DKM Vermögensverw. AG
Unrealistische Vorgaben
Den Stein der Weisen scheint die in Stuttgart (früher Kleinostheim) ansässige DKM Vermögensverwaltung AG gefunden zu haben. Im Kapitalmarktprospekt vom 1. September 2004 offeriert sie vinkulierte Namens-Genussrechte am DKM Global Opportunities Fund A, B, C und D. Das Geld soll in alternativen Investments wie Hedgefonds, Rohstoffen, Währungen und Venture Capital angelegt werden. Im Prospekt heißt es unter „Performance-/ Risikovorgabe“, dass die Gesellschaft „bei den Zielinvestments eine durchschnittliche Performance von 25 - 30% p. a. bei einer maximalen Volatilität zwischen 5 - 10 %“ anstrebt. Langfristig ist eine derartig ideale Chance-Risiko-Relation kaum zu erzielen.

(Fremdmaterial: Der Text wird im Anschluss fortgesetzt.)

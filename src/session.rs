use serde::Serialize;
use tracing::warn;

use crate::board::Board;
use crate::error::BoardResult;
use crate::piece::Piece;
use crate::selection::{ClickOutcome, Selection, SelectionController};
use crate::square::{Square, BOARD_SIZE};

/// Everything a renderer needs to draw one square.
#[derive(Clone, Copy, PartialEq, Eq, Serialize, Debug)]
pub struct SquareView {
    pub row: usize,
    pub col: usize,
    pub piece: Option<Piece>,
    pub selected: bool,
    pub light: bool,
}

/// Read-only picture of the session: all 64 squares in row-major order.
#[derive(Clone, PartialEq, Eq, Serialize, Debug)]
pub struct BoardSnapshot {
    pub squares: Vec<SquareView>,
    pub selected: Option<Square>,
}

impl BoardSnapshot {
    pub fn square(&self, square: Square) -> &SquareView {
        &self.squares[square.row() * BOARD_SIZE + square.col()]
    }
}

/// The board plus the pending selection. Built once and handed by reference
/// to whatever draws it and whatever feeds it clicks.
#[derive(Clone, Debug, Default)]
pub struct GameSession {
    board: Board,
    controller: SelectionController,
}

impl GameSession {
    pub fn new() -> Self {
        Self::with_board(Board::initialize())
    }

    pub fn with_board(board: Board) -> Self {
        GameSession {
            board,
            controller: SelectionController::new(),
        }
    }

    pub fn board(&self) -> &Board {
        &self.board
    }

    pub fn selection(&self) -> Selection {
        self.controller.selection()
    }

    /// The only mutating entry point. Off-board coordinates fail this call
    /// and leave the session untouched.
    pub fn on_square_clicked(&mut self, row: usize, col: usize) -> BoardResult<ClickOutcome> {
        let square = Square::new(row, col).inspect_err(|err| warn!(%err, "click rejected"))?;
        Ok(self.controller.on_square_clicked(&mut self.board, square))
    }

    pub fn snapshot(&self) -> BoardSnapshot {
        let selected = self.selection().square();
        let squares = Square::all()
            .map(|square| SquareView {
                row: square.row(),
                col: square.col(),
                piece: self.board.get(square).piece(),
                selected: selected == Some(square),
                light: square.is_light(),
            })
            .collect();
        BoardSnapshot { squares, selected }
    }

    pub fn reset(&mut self) {
        self.board = Board::initialize();
        self.controller.clear();
    }
}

Rekordverdächtig – allerdings im negativen Sinne – sind auch die anfallenden Gebühren. So heißt es im Prospekt: „Erzielt die Emittentin eine Rendite von 9,27 %, so führt dies auf Grund der Kosten der involvierten Gesellschaften der DKM Unternehmensgruppe (siehe Kapitel C 2.11) über einen Zeitraum von fünf Jahren zu einem Verlust der vinkulierten Namens- Genussrechte der einzelnen Tranchen des Master Fonds DKM Global Opportunities von jährlich minus 3,0% (kumuliert minus 14 %).“ Auf Nachfrage bezeichnete DKM die Kosten als „überaus wettbewerbsfähig im Bereich alternativer Investments“. Mit Dach-Hedgefonds oder Hedgefonds-Zertifikaten seien die DKMProdukte nicht vergleichbar, da sich die Anlagestrategie auf den gesamten Bereich der alternativen Investments erstrecke.
Wie schnell statt der Traumrenditen Verluste anfallen können, mussten Anleger erfahren, die bereits 2003 die angebotenen DKM-Genussscheine gezeichnet haben. Laut 2003er-Bilanz haben sie einen Verlust von 16 Prozent verbucht. DKM bestätigte, dass das rechnerisch zutrifft. Allerdings sei die Betrachtung eines einzelnen Jahres aus wirtschaftlicher Sicht nicht sinnvoll, da „konzeptionsbedingt im Jahr der Zeichnung wesentliche Kostenkomponenten anfallen“. Auch bei den neuen Genussscheinen raten wir von einem Investment ab.